At Vivo Team, we have a method that we use to identify the five requirements of a good coaching program:

  1. Evidence – Behaviors. Is there evidence of the behaviors that are going on right now that you would like improved? This allows you to take a look at what the task-specific behaviors are that you’re hoping to see – behaviors that will indicate improvement.
  2. Relevance – Deal/Goal. Is what’s being talked about in the coaching session (which should be no longer than 20 minutes) relevant to that person and the goal that they are working on, in terms of their everyday roles and responsibilities, that lead to the results of the team and the strategy of the organization as a whole.
  3. Consequence. Measurement comes into play here. For example: You were here. I see the progress here. Now it looks a lot better here. There should also be some kind of consequence in terms of whether there is an agreement about required improvement, i.e., what is the consequence if the person doesn’t move forward? A consequence – not a punishment. For example, if an employee wants to move into a supervisory role, then you might say to them: “I notice you’re doing this thing and I think that might interfere with your effectiveness as a supervisor. Your probability of moving into a supervisory position will be greater if you do these things instead,” and you list the kind of things you’d like to see, your expectations of what you’re looking for.
  4. Agreed on Action. At the end of every coaching session there should be an agreed on action with a timeline tied to it. This step requires the person who’s being coached to send their notes (that they’ve taken throughout the coaching session) to the manager, so the manager can get an idea of how well the content was understood, and the person who’s being coached gets a clearer idea because they’ve written it down.
  5. Follow-Up. This is where you look back, you go over what’s working well, what needs improvement, etc. This is very important in terms of results.

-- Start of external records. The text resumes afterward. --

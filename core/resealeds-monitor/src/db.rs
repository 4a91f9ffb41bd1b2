//! SQLite persistence for the monitored-products catalog.
//!
//! The table mirrors the remote catalog: a serial `id` the database assigns,
//! plus the three display columns. Every read goes back through the protocol
//! decoders, so a hand-edited row surfaces as a decode error rather than a
//! broken view.

use std::path::PathBuf;
use std::sync::Arc;

use async_trait::async_trait;
use chrono::Utc;
use resealeds_core::{CatalogStore, StoreError};
use resealeds_protocol::{decode_products, MonitoredProduct, NewProduct, ProductId, ProductRow};
use rusqlite::{params, Connection, OpenFlags};

pub struct Db {
    path: PathBuf,
}

impl Db {
    pub fn new(path: PathBuf) -> Result<Self, StoreError> {
        let db = Self { path };
        db.init_schema()?;
        Ok(db)
    }

    pub fn list_products(&self) -> Result<Vec<MonitoredProduct>, StoreError> {
        let rows = self.with_connection(|conn| {
            let mut stmt = conn
                .prepare("SELECT id, name, img, price FROM monitored_products ORDER BY id ASC")
                .map_err(|err| unavailable("prepare products query", err))?;

            let rows = stmt
                .query_map([], |row| {
                    Ok(ProductRow {
                        id: row.get(0)?,
                        name: row.get(1)?,
                        img: row.get(2)?,
                        price: row.get(3)?,
                    })
                })
                .map_err(|err| unavailable("read product rows", err))?;

            let mut products = Vec::new();
            for row in rows {
                products.push(row.map_err(|err| unavailable("decode product row", err))?);
            }
            Ok(products)
        })?;

        Ok(decode_products(rows)?)
    }

    pub fn insert_product(&self, draft: NewProduct) -> Result<MonitoredProduct, StoreError> {
        draft.validate()?;
        let raw_id = self.with_connection(|conn| {
            conn.execute(
                "INSERT INTO monitored_products (name, img, price, created_at) \
                 VALUES (?1, ?2, ?3, ?4)",
                params![draft.name, draft.img, draft.price, Utc::now().to_rfc3339()],
            )
            .map_err(|err| unavailable("insert product", err))?;
            Ok(conn.last_insert_rowid())
        })?;

        let id = ProductId::try_from(raw_id)?;
        Ok(draft.confirm(id))
    }

    #[cfg(test)]
    fn count_products(&self) -> Result<usize, StoreError> {
        let count = self.with_connection(|conn| {
            conn.query_row("SELECT COUNT(*) FROM monitored_products", [], |row| {
                row.get::<_, i64>(0)
            })
            .map_err(|err| unavailable("count products", err))
        })?;
        Ok(usize::try_from(count).unwrap_or(0))
    }

    fn init_schema(&self) -> Result<(), StoreError> {
        self.with_connection(|conn| {
            conn.execute_batch(
                "BEGIN;
                 CREATE TABLE IF NOT EXISTS monitored_products (
                    id INTEGER PRIMARY KEY AUTOINCREMENT,
                    name TEXT NOT NULL,
                    img TEXT NOT NULL,
                    price REAL NOT NULL,
                    created_at TEXT NOT NULL
                 );
                 COMMIT;",
            )
            .map_err(|err| unavailable("initialize schema", err))
        })
    }

    fn with_connection<T>(
        &self,
        op: impl FnOnce(&mut Connection) -> Result<T, StoreError>,
    ) -> Result<T, StoreError> {
        let mut conn = self.open()?;
        op(&mut conn)
    }

    fn open(&self) -> Result<Connection, StoreError> {
        if let Some(parent) = self.path.parent() {
            std::fs::create_dir_all(parent).map_err(|err| {
                StoreError::Unavailable(format!("Failed to create catalog data dir: {}", err))
            })?;
        }

        let flags = OpenFlags::SQLITE_OPEN_READ_WRITE
            | OpenFlags::SQLITE_OPEN_CREATE
            | OpenFlags::SQLITE_OPEN_FULL_MUTEX;

        let conn = Connection::open_with_flags(&self.path, flags)
            .map_err(|err| unavailable("open sqlite db", err))?;

        conn.pragma_update(None, "journal_mode", "WAL")
            .map_err(|err| unavailable("enable WAL", err))?;
        conn.pragma_update(None, "busy_timeout", 5000)
            .map_err(|err| unavailable("set busy_timeout", err))?;

        Ok(conn)
    }
}

fn unavailable(action: &str, err: rusqlite::Error) -> StoreError {
    StoreError::Unavailable(format!("Failed to {}: {}", action, err))
}

/// [`CatalogStore`] over a local SQLite file. Connections are opened per
/// call on the blocking pool.
#[derive(Clone)]
pub struct SqliteStore {
    db: Arc<Db>,
}

impl SqliteStore {
    pub fn open(path: PathBuf) -> Result<Self, StoreError> {
        Ok(Self {
            db: Arc::new(Db::new(path)?),
        })
    }

    async fn run_blocking<T, F>(&self, op: F) -> Result<T, StoreError>
    where
        T: Send + 'static,
        F: FnOnce(&Db) -> Result<T, StoreError> + Send + 'static,
    {
        let db = Arc::clone(&self.db);
        tokio::task::spawn_blocking(move || op(&db))
            .await
            .map_err(|err| StoreError::Unavailable(format!("sqlite task failed: {}", err)))?
    }
}

#[async_trait]
impl CatalogStore for SqliteStore {
    async fn list_products(&self) -> Result<Vec<MonitoredProduct>, StoreError> {
        self.run_blocking(|db| db.list_products()).await
    }

    async fn insert_product(&self, draft: NewProduct) -> Result<MonitoredProduct, StoreError> {
        self.run_blocking(move |db| db.insert_product(draft)).await
    }
}
//! resealeds: command-line viewer for the monitored-products catalog.
//!
//! Mounts a catalog view over a local SQLite store and prints what a user
//! would see.
//!
//! ## Subcommands
//!
//! - `list`: print the catalog after the initial load
//! - `add`: sign in, write one product through, print the result
//! - `replay`: drive a JSON-lines script of session and catalog steps

mod db;
mod logging;
mod script;

use std::path::PathBuf;

use clap::{Parser, Subcommand};
use resealeds_core::{
    load_view_config, render_lines, CatalogSnapshot, CatalogView, SessionFeed, SessionObserver,
    StoreHandle, ViewConfig,
};
use resealeds_protocol::{Identity, NewProduct};
use tokio::io::AsyncReadExt;

use crate::db::SqliteStore;
use crate::script::Step;

#[derive(Parser)]
#[command(name = "resealeds")]
#[command(about = "Monitored resealed products catalog")]
#[command(version)]
struct Cli {
    /// SQLite catalog path (defaults to ~/.resealeds/catalog.db)
    #[arg(long, global = true, value_name = "PATH")]
    db: Option<PathBuf>,

    #[command(subcommand)]
    command: Commands,
}

#[derive(Subcommand)]
enum Commands {
    /// Print the catalog
    List,

    /// Add a product as a signed-in user
    Add {
        /// Identity to sign in as
        #[arg(long)]
        identity: String,

        #[arg(long)]
        name: String,

        /// Image URL
        #[arg(long)]
        img: String,

        /// Price in Lei
        #[arg(long)]
        price: f64,
    },

    /// Replay a JSON-lines script (`-` reads stdin)
    Replay {
        #[arg(value_name = "FILE")]
        path: String,
    },
}

#[tokio::main(flavor = "current_thread")]
async fn main() {
    let _logging_guard = logging::init();
    let cli = Cli::parse();

    if let Err(e) = run(cli).await {
        tracing::error!(error = %e, "resealeds failed");
        eprintln!("resealeds: {}", e);
        std::process::exit(1);
    }
}

async fn run(cli: Cli) -> Result<(), String> {
    let config = load_view_config();
    let db_path = cli
        .db
        .clone()
        .or_else(|| config.resolve_db_path())
        .ok_or_else(|| "Home directory not found".to_string())?;
    let store = SqliteStore::open(db_path.clone())
        .map_err(|err| format!("Failed to open catalog {}: {}", db_path.display(), err))?;
    tracing::debug!(db = %db_path.display(), "Catalog store opened");

    match cli.command {
        Commands::List => list(store, config).await,
        Commands::Add {
            identity,
            name,
            img,
            price,
        } => add(store, config, &identity, NewProduct { name, img, price }).await,
        Commands::Replay { path } => {
            let content = read_script(&path).await?;
            let steps = script::parse_script(&content).map_err(|err| err.to_string())?;
            replay(store, config, steps).await
        }
    }
}

struct Mounted {
    feed: SessionFeed,
    // Kept alive so the mounted view's subscription stays valid.
    _observer: SessionObserver,
    view: CatalogView,
}

async fn mount(store: SqliteStore, config: ViewConfig) -> Result<Mounted, String> {
    let feed = SessionFeed::new();
    let observer = SessionObserver::new(&feed);
    let view = CatalogView::mount(StoreHandle::new(store), &observer, config)
        .map_err(|err| err.to_string())?;
    view.settled().await.map_err(|err| err.to_string())?;
    Ok(Mounted {
        feed,
        _observer: observer,
        view,
    })
}

async fn list(store: SqliteStore, config: ViewConfig) -> Result<(), String> {
    let mounted = mount(store, config).await?;
    print_view(&mounted.view.snapshot());
    mounted.view.unmount().await;
    Ok(())
}

async fn add(
    store: SqliteStore,
    config: ViewConfig,
    identity: &str,
    draft: NewProduct,
) -> Result<(), String> {
    let identity =
        Identity::new(identity).ok_or_else(|| "Identity must not be blank".to_string())?;
    let mounted = mount(store, config).await?;

    mounted.feed.signed_in(identity);
    mounted
        .view
        .wait_until(|s| s.can_add)
        .await
        .map_err(|err| err.to_string())?;

    let result = mounted.view.add_product(draft).await;
    let outcome = match result {
        Ok(receipt) => {
            println!(
                "added #{} {} | {} | {}",
                receipt.product.id,
                receipt.product.name,
                receipt.product.display_price(),
                receipt.product.detail_path()
            );
            print_view(&mounted.view.snapshot());
            Ok(())
        }
        Err(err) => Err(format!("Failed to add product: {}", err)),
    };
    mounted.view.unmount().await;
    outcome
}

async fn replay(store: SqliteStore, config: ViewConfig, steps: Vec<Step>) -> Result<(), String> {
    let mounted = mount(store, config).await?;
    println!("== mounted");
    print_view(&mounted.view.snapshot());

    for step in steps {
        println!("== {}", step.label());
        let before = mounted.view.snapshot().revision;
        apply_step(&mounted, &step, before).await?;
        print_view(&mounted.view.snapshot());
    }

    mounted.view.unmount().await;
    Ok(())
}

async fn apply_step(mounted: &Mounted, step: &Step, before: u64) -> Result<(), String> {
    let feed = &mounted.feed;
    let view = &mounted.view;

    match step {
        Step::SignedIn { identity } => {
            let identity = Identity::new(identity.as_str())
                .ok_or_else(|| "signed_in step needs a non-blank identity".to_string())?;
            feed.signed_in(identity);
        }
        Step::SignedOut => {
            feed.signed_out();
        }
        Step::TokenRefreshed => {
            feed.token_refreshed();
        }
        Step::ProviderError { reason } => {
            feed.fail(reason.as_str());
        }
        Step::Add { .. } => {
            if let Some(draft) = step.draft() {
                if let Err(err) = view.add_product(draft).await {
                    tracing::warn!(error = %err, "Replay add refused");
                    println!("! {}", err);
                }
            }
            return Ok(());
        }
        Step::Reload => {
            view.reload().await.map_err(|err| err.to_string())?;
            view.wait_until(|s| s.revision > before && !s.loading)
                .await
                .map_err(|err| err.to_string())?;
            return Ok(());
        }
    }

    // Every session transition bumps the revision once applied.
    view.wait_until(|s| s.revision > before)
        .await
        .map_err(|err| err.to_string())?;
    Ok(())
}

async fn read_script(path: &str) -> Result<String, String> {
    if path == "-" {
        let mut content = String::new();
        tokio::io::stdin()
            .read_to_string(&mut content)
            .await
            .map_err(|err| format!("Failed to read script from stdin: {}", err))?;
        return Ok(content);
    }
    fs_err::read_to_string(path).map_err(|err| format!("Failed to read script: {}", err))
}

fn print_view(snapshot: &CatalogSnapshot) {
    for line in render_lines(snapshot) {
        println!("{}", line);
    }
}
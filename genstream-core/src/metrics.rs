//! Request counters, latency timers and throughput reporting.
//!
//! The sink is injected; nothing here installs a process-wide reporter.

use std::collections::BTreeMap;
use std::sync::Arc;

use http::StatusCode;
use tokio::time::Instant;

use crate::formatter::ProtocolVariant;
use crate::model::UsageInfo;

/// Metric names. Keep these stable; dashboards depend on them.
pub mod names {
    pub const REQUEST_TOTAL: &str = "request_total";
    pub const REQUEST_SUCCESS: &str = "request_success";
    pub const REQUEST_FAILURE: &str = "request_failure";
    pub const FIRST_PKG_COST_TIME: &str = "first_pkg_cost_time";
    pub const REQUEST_COST_TIME: &str = "request_cost_time";
    pub const SPEED: &str = "speed";
    pub const PROMPT_TOKENS: &str = "prompt_tokens";
    pub const COMPLETION_TOKENS: &str = "completion_tokens";
    pub const TOTAL_TOKENS: &str = "total_tokens";
}

pub const TAG_MODEL: &str = "model";
pub const TAG_STREAM: &str = "stream";
pub const TAG_PROTOCOL: &str = "protocol";
pub const TAG_RET_CODE: &str = "ret_code";

/// How the sink should fold a value into its series.
#[derive(Debug, Clone, Copy, PartialEq, Eq)]
pub enum Aggregation {
    /// Counter increment.
    Add,
    /// Gauge overwrite.
    Set,
}

impl Aggregation {
    pub fn as_str(&self) -> &'static str {
        match self {
            Aggregation::Add => "add",
            Aggregation::Set => "set",
        }
    }
}

#[derive(Debug, Clone, Default, PartialEq, Eq)]
pub struct MetricTags(BTreeMap<String, String>);

impl MetricTags {
    pub fn new() -> Self {
        Self::default()
    }

    pub fn with(mut self, key: impl Into<String>, value: impl Into<String>) -> Self {
        self.insert(key, value);
        self
    }

    pub fn insert(&mut self, key: impl Into<String>, value: impl Into<String>) {
        self.0.insert(key.into(), value.into());
    }

    pub fn get(&self, key: &str) -> Option<&str> {
        self.0.get(key).map(String::as_str)
    }

    pub fn iter(&self) -> impl Iterator<Item = (&str, &str)> {
        self.0.iter().map(|(k, v)| (k.as_str(), v.as_str()))
    }
}

/// Implement this to receive measurements.
///
/// Requirements:
/// - Implementations must be thread-safe (`Send + Sync`) and `'static`.
/// - `report` may be called from any task; implementations should avoid panicking.
/// - Keep overhead minimal; this is called on the per-chunk hot path.
pub trait MetricsSink: Send + Sync + 'static {
    fn report(&self, values: &[(&str, f64)], tags: &MetricTags, methods: &[Aggregation]);
}

/// Discards everything.
pub struct NoopSink;

impl MetricsSink for NoopSink {
    fn report(&self, _values: &[(&str, f64)], _tags: &MetricTags, _methods: &[Aggregation]) {}
}

/// Writes each measurement as a structured `tracing` event.
pub struct TracingSink;

impl MetricsSink for TracingSink {
    fn report(&self, values: &[(&str, f64)], tags: &MetricTags, methods: &[Aggregation]) {
        let tags = tags
            .iter()
            .map(|(k, v)| format!("{k}={v}"))
            .collect::<Vec<_>>()
            .join(",");
        let methods = methods.iter().map(Aggregation::as_str).collect::<Vec<_>>().join(",");
        for (name, value) in values {
            tracing::info!(target: "genstream::metrics", metric = *name, value = *value, %tags, %methods);
        }
    }
}

/// `completion_tokens * 1000 / cost_ms`, or zero when no time elapsed.
pub fn throughput(completion_tokens: u32, cost_ms: u64) -> f64 {
    if cost_ms == 0 {
        0.0
    } else {
        f64::from(completion_tokens) * 1000.0 / cost_ms as f64
    }
}

/// Factory for per-request reporters, held by the aggregator and assembler.
#[derive(Clone)]
pub struct MetricsInstrumentation {
    sink: Arc<dyn MetricsSink>,
    protocol: ProtocolVariant,
}

impl MetricsInstrumentation {
    pub fn new(sink: Arc<dyn MetricsSink>, protocol: ProtocolVariant) -> Self {
        Self { sink, protocol }
    }

    pub fn noop() -> Self {
        Self::new(Arc::new(NoopSink), ProtocolVariant::Default)
    }

    pub fn protocol(&self) -> ProtocolVariant {
        self.protocol
    }

    /// Count the request and start its clock.
    pub fn begin(&self, model: &str, stream: bool) -> RequestMetrics {
        let tags = MetricTags::new()
            .with(TAG_MODEL, model)
            .with(TAG_STREAM, stream.to_string())
            .with(TAG_PROTOCOL, self.protocol.as_str());
        let rm = RequestMetrics {
            sink: self.sink.clone(),
            tags,
            started: Instant::now(),
        };
        rm.add(names::REQUEST_TOTAL, &rm.tags);
        rm
    }
}

/// Reporter bound to one request's tags and acceptance time.
pub struct RequestMetrics {
    sink: Arc<dyn MetricsSink>,
    tags: MetricTags,
    started: Instant,
}

impl RequestMetrics {
    pub fn tags(&self) -> &MetricTags {
        &self.tags
    }

    /// Whole milliseconds since the request was accepted.
    pub fn elapsed_ms(&self) -> u64 {
        self.started.elapsed().as_millis() as u64
    }

    fn add(&self, name: &str, tags: &MetricTags) {
        self.sink.report(&[(name, 1.0)], tags, &[Aggregation::Add]);
    }

    /// Report first-packet latency; returns the reported milliseconds.
    pub fn first_token(&self) -> u64 {
        let ms = self.elapsed_ms();
        self.sink.report(
            &[(names::FIRST_PKG_COST_TIME, ms as f64)],
            &self.tags,
            &[Aggregation::Set],
        );
        ms
    }

    /// Report total cost time and throughput; returns `(cost_ms, speed)`.
    pub fn cost(&self, completion_tokens: u32) -> (u64, f64) {
        let ms = self.elapsed_ms();
        let speed = throughput(completion_tokens, ms);
        self.sink.report(
            &[(names::REQUEST_COST_TIME, ms as f64), (names::SPEED, speed)],
            &self.tags,
            &[Aggregation::Set],
        );
        (ms, speed)
    }

    pub fn tokens(&self, usage: &UsageInfo) {
        self.sink.report(
            &[
                (names::PROMPT_TOKENS, f64::from(usage.prompt_tokens())),
                (names::COMPLETION_TOKENS, f64::from(usage.completion_tokens())),
                (names::TOTAL_TOKENS, f64::from(usage.total_tokens())),
            ],
            &self.tags,
            &[Aggregation::Set],
        );
    }

    pub fn success(&self) {
        self.add(names::REQUEST_SUCCESS, &self.tags);
    }

    pub fn failure(&self, status: StatusCode) {
        let tags = self.tags.clone().with(TAG_RET_CODE, status.as_u16().to_string());
        self.add(names::REQUEST_FAILURE, &tags);
    }
}
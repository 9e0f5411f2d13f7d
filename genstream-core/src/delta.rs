//! Incremental text extraction from cumulative engine output.
//!
//! Only the byte length of what has already been emitted is tracked per
//! choice; the previous text itself is never copied.

use thiserror::Error;

/// The newly appended suffix and the length to remember for the next call.
#[derive(Debug, Clone, Copy, PartialEq, Eq)]
pub struct Delta<'a> {
    pub text: &'a str,
    pub new_length: usize,
}

impl Delta<'_> {
    pub fn is_empty(&self) -> bool {
        self.text.is_empty()
    }
}

/// Ways a cumulative text can break the prefix-extension contract.
#[derive(Debug, Clone, PartialEq, Eq, Error)]
pub enum DeltaViolation {
    #[error("cumulative text shrank from {previous} to {current} bytes")]
    Shrunk { previous: usize, current: usize },

    #[error("previous length {previous} is not a character boundary of the new text")]
    NotCharBoundary { previous: usize },
}

/// Slice `cumulative_text[previous_length..]`.
///
/// Fails when the new text is shorter than what was already emitted, or when
/// the old length would split a UTF-8 sequence (the old text cannot have been
/// a prefix of the new one).
pub fn compute_delta(
    cumulative_text: &str,
    previous_length: usize,
) -> Result<Delta<'_>, DeltaViolation> {
    if cumulative_text.len() < previous_length {
        return Err(DeltaViolation::Shrunk {
            previous: previous_length,
            current: cumulative_text.len(),
        });
    }
    let text = cumulative_text
        .get(previous_length..)
        .ok_or(DeltaViolation::NotCharBoundary {
            previous: previous_length,
        })?;
    Ok(Delta {
        text,
        new_length: cumulative_text.len(),
    })
}

#[cfg(test)]
mod tests {
    use super::*;

    #[test]
    fn concatenated_deltas_rebuild_final_text() {
        let snapshots = ["", "He", "Hell", "Hell", "Hello, wö", "Hello, wörld"];
        let mut prev = 0;
        let mut rebuilt = String::new();
        for s in snapshots {
            let d = compute_delta(s, prev).unwrap();
            rebuilt.push_str(d.text);
            prev = d.new_length;
        }
        assert_eq!(rebuilt, "Hello, wörld");
    }

    #[test]
    fn unchanged_text_yields_empty_delta() {
        let d = compute_delta("abc", 3).unwrap();
        assert!(d.is_empty());
        assert_eq!(d.new_length, 3);
    }

    #[test]
    fn shrinking_text_is_rejected() {
        let err = compute_delta("ab", 3).unwrap_err();
        assert_eq!(err, DeltaViolation::Shrunk { previous: 3, current: 2 });
    }

    #[test]
    fn split_codepoint_is_rejected() {
        // "é" is two bytes; a previous length of 1 cannot be a prefix boundary.
        let err = compute_delta("é", 1).unwrap_err();
        assert_eq!(err, DeltaViolation::NotCharBoundary { previous: 1 });
    }
}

Hopefully this is helpful!

– Dr. Jim

*names have been changed

It’s wise to empathize

Dear Dr. Jim,
How can I build an empathetic and cohesive hybrid team?
– Charmaine*


Hi Charmaine*,

At Vivo Team we recommend getting together (virtually) at least three times a week, for no more than 10 to 15 minutes, depending on the size of your team, and doing a check in. We call this a D.O.S.E.—a direct ongoing swift encounter.

What you do is a quick go-around where every says what they are working on or what their priority is for the day. Then you do another round where everyone says a stuck point—what’s getting in the way of getting stuff done today. Lastly, every goes around and says a “win” they recently had.

I would also encourage people who are used to working closely with each other in the office, that both of you go on Zoom, and you can actually be side-by-side if that’s something you need.

The other thing to do is to make sure that you have, a least every quarter, a 15 minute meeting with your manager. What you are going to talk about is:

  • What you have accomplished in the last thee months
  • What you still need to accomplish
  • One item that you would like to work on to improve your professional development

As well, sometimes on a Friday afternoon people have a virtual get together to just chat and talk about what’s going on. Once people get used to it you’ll feel quite connected, quite cohesive. It doesn’t have to be a barrier if you have discipline. Discipline is the key.
– Dr. Jim

*names have been changed

Prioritizing Priorities

Dear Dr. Jim,
Our company has competing priorities. How do I prioritize priorities? Do you have any suggestions? What are your top tips for a leader/manager?
– Joshua*

Hi Joshua*,
First of all, all companies have competing priorities. HR priorities may be different than the CFO’s priorities, versus Marketing’s priorities, versus the CEO’s priorities. That’s number one.

So the job of more senior management is to be clear on what the overall company priories are. And then within those priories (lets say finance, HR, Marketing, and Sales), they establish their priorities, and then there’s a conversation about how, and do all of those fit within the larger company priorities. Because unless that’s clear and open to conversation with everybody—recognizing that different people have different agendas—there’s likely to be confusion.

So the key is that the most senior people must help define and clarify the priorities for everybody else.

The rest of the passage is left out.